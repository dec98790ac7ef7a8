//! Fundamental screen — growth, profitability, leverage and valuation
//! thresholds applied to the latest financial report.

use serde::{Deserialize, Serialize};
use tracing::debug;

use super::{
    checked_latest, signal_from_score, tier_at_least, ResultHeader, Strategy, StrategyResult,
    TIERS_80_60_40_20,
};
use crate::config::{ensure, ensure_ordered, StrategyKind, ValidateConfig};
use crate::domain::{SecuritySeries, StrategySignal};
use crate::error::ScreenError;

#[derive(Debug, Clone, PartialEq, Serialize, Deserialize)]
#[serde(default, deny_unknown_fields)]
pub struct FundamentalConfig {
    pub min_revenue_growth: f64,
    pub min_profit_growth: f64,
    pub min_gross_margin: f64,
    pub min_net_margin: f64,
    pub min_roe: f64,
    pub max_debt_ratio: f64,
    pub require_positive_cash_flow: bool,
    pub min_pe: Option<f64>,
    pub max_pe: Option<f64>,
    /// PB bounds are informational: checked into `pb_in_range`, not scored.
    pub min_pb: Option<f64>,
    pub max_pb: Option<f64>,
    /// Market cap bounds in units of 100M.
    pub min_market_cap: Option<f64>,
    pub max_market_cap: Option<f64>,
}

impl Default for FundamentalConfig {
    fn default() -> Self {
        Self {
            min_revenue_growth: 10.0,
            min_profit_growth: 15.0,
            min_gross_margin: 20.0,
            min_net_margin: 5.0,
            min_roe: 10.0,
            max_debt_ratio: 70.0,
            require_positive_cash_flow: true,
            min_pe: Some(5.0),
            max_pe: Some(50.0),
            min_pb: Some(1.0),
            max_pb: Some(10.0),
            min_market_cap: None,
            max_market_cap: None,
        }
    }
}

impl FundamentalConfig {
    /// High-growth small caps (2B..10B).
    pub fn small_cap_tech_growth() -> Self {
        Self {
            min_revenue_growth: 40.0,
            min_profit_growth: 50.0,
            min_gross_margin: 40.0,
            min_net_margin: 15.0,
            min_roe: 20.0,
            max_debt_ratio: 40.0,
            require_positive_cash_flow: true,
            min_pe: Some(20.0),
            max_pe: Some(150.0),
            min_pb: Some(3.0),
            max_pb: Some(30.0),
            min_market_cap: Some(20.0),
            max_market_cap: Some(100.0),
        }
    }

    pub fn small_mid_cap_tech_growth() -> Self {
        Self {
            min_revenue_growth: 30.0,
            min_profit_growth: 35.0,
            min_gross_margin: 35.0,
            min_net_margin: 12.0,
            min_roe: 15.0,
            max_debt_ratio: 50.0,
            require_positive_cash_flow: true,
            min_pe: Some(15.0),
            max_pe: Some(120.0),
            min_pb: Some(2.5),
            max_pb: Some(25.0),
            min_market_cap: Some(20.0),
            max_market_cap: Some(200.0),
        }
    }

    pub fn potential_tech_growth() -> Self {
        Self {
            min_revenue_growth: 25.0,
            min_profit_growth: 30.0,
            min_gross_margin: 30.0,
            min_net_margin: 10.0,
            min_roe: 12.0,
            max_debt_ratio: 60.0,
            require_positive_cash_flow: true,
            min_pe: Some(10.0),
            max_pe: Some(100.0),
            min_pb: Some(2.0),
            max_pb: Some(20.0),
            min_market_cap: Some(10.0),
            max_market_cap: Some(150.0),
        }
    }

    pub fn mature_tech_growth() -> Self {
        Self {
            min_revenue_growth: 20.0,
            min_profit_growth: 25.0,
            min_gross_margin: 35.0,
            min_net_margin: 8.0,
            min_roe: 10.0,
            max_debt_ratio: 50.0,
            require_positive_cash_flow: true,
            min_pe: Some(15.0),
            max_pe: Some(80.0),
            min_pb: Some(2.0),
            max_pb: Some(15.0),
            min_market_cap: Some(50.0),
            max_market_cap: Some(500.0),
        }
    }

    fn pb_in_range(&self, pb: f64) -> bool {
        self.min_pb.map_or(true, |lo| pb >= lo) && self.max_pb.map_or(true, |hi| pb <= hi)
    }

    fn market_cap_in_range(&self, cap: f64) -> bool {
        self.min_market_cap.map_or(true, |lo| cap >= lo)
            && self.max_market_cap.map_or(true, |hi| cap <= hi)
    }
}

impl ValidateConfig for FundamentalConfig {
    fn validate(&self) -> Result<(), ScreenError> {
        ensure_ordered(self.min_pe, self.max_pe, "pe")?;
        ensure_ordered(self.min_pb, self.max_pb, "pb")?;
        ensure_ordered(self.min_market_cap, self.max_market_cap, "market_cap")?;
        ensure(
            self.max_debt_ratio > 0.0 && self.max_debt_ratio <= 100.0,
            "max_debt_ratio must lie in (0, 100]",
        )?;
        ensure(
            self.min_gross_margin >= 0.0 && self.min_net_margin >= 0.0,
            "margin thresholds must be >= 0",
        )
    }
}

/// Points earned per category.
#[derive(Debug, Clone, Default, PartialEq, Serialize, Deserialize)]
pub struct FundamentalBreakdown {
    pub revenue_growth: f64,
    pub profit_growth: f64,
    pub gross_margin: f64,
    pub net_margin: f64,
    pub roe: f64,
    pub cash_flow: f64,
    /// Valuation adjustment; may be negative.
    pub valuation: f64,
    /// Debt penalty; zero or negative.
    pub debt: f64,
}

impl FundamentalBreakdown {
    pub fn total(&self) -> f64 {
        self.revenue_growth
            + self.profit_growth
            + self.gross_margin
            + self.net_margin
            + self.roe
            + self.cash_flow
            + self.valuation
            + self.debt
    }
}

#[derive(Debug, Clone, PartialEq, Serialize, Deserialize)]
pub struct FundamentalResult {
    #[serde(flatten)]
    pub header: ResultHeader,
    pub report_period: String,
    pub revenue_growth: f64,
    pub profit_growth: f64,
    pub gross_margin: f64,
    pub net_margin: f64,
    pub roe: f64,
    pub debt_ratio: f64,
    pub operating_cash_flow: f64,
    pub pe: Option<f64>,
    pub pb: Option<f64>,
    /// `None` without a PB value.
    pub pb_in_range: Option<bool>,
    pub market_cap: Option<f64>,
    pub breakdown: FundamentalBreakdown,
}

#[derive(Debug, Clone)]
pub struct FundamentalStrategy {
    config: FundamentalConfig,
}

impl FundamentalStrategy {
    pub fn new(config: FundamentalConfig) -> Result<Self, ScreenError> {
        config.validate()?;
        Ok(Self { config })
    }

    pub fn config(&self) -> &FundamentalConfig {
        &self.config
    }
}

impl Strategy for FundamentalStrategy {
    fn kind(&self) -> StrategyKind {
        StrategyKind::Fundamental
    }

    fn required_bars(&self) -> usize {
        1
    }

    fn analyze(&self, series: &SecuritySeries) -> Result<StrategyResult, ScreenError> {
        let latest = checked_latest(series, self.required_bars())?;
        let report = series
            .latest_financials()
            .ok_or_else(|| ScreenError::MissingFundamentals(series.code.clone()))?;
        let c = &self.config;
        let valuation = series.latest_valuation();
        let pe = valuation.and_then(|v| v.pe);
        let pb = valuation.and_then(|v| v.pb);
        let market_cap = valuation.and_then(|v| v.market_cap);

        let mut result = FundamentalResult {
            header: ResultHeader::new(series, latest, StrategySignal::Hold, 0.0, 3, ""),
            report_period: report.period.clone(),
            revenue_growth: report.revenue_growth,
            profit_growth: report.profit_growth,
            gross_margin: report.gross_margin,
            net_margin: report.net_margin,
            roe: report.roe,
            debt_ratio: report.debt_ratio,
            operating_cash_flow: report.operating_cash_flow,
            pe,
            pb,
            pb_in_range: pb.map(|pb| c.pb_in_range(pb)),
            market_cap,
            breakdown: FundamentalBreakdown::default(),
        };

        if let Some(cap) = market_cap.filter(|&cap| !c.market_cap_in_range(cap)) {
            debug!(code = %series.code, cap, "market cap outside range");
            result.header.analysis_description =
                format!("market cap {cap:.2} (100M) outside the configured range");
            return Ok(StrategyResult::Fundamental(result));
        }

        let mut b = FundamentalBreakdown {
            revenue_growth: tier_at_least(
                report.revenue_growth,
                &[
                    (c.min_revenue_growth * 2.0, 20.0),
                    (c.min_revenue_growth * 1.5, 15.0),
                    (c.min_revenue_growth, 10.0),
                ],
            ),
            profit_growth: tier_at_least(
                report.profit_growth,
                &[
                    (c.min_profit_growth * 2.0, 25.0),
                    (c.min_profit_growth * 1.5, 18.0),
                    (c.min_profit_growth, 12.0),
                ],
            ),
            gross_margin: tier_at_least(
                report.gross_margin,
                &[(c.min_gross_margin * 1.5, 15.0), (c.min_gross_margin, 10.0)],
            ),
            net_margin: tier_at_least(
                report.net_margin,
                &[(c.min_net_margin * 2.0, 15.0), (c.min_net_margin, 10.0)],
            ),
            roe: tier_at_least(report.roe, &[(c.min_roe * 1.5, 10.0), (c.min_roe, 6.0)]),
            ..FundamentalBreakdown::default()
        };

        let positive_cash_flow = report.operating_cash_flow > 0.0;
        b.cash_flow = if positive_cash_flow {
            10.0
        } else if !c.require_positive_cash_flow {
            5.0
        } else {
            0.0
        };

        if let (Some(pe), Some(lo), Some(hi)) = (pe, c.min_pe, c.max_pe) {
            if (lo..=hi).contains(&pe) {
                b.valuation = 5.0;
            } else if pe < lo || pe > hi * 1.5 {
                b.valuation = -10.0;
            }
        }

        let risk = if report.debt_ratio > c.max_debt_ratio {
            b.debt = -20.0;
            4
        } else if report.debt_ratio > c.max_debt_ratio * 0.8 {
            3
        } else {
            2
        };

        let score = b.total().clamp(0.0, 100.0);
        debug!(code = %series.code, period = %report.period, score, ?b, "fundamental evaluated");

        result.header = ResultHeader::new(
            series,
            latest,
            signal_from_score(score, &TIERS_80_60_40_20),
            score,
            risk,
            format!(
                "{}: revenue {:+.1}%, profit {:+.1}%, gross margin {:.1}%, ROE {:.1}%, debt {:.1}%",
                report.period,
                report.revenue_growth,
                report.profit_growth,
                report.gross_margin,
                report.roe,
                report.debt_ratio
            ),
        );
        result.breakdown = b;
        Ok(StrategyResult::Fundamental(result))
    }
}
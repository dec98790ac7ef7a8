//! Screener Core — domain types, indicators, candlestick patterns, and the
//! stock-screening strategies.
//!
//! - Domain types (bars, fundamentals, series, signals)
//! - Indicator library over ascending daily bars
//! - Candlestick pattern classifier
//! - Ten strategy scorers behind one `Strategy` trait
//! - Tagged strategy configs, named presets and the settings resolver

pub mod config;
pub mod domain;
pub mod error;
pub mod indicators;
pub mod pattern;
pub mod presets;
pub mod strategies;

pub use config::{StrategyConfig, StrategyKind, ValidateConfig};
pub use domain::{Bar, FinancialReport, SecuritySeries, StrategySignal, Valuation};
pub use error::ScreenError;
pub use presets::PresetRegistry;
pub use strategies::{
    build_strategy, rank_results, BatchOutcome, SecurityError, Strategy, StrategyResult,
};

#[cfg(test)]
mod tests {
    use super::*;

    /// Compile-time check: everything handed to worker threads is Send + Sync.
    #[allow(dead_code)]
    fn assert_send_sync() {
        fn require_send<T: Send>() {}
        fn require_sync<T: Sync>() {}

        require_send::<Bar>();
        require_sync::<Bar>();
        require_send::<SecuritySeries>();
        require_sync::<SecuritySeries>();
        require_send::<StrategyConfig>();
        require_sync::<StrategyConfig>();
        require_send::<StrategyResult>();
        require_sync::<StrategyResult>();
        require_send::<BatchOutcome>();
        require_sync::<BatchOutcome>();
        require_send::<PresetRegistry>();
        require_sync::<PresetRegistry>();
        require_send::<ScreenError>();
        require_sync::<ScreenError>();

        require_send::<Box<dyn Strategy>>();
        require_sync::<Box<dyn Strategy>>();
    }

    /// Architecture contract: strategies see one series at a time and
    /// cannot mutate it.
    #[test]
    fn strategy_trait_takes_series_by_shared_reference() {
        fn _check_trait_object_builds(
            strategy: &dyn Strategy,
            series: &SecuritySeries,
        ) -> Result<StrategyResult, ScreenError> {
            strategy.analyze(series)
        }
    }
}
********
PROBLEM DETAILS: Copy every line of the material in which the word "total" occurs.

SOLUTION FOR THIS PROBLEM:
    pub fn total(&self) -> f64 {
        let score = b.total().clamp(0.0, 100.0);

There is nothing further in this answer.